Geography: Americas · North America · United States
RNA interference biopesticides use short double-stranded RNA molecules that, when sprayed on crops or soil, are ingested by target pests and silence essential genes through the natural RNAi pathway, killing the pest. Unlike broad-spectrum chemical pesticides, RNAi pesticides can be designed to target a single species — killing the Colorado potato beetle while leaving beneficial insects like bees unharmed. GreenLight Biosciences (acquired by BASF subsidiary), Renaissance BioScience, and academic labs across US land-grant universities are advancing the technology.
The appeal is precision without permanent genetic modification. Unlike GMO crops that express insecticidal proteins, RNAi biopesticides are applied externally and degrade within days in the environment. This sidesteps the regulatory and consumer resistance issues that have limited GMO adoption in many markets. The EPA has begun establishing regulatory frameworks for dsRNA-based biopesticides, with Bayer's SmartStax Pro corn (which produces insecticidal dsRNA internally) already approved and demonstrating the biological viability of the approach.

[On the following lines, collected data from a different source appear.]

//! Type parameters gain a `Structural` bound; const parameters pass through.

use std::collections::HashMap;

use shapeq::Structural;

#[derive(Structural, Debug)]
pub struct Table<K, V, const N: usize>
where
    K: Clone,
{
    pub header: [u8; N],
    pub rows: HashMap<K, Vec<V>>,
}

fn main() {
    let table: Table<String, f32, 2> = Table {
        header: [1, 2],
        rows: HashMap::new(),
    };
    assert!(shapeq::equals(&table, &table).unwrap_or(false));
}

The technology faces challenges in RNA stability (dsRNA degrades quickly in sunlight and moisture), delivery to the target pest (ensuring the RNA is ingested at sufficient doses), and manufacturing cost (producing RNA at agricultural scale requires new biomanufacturing approaches). US agricultural biotech companies are developing nanoparticle formulations and cell-free RNA production systems to address these barriers. If costs drop to competitive levels, RNAi biopesticides could replace billions of dollars in chemical pesticide applications while dramatically reducing environmental and health impacts of agriculture.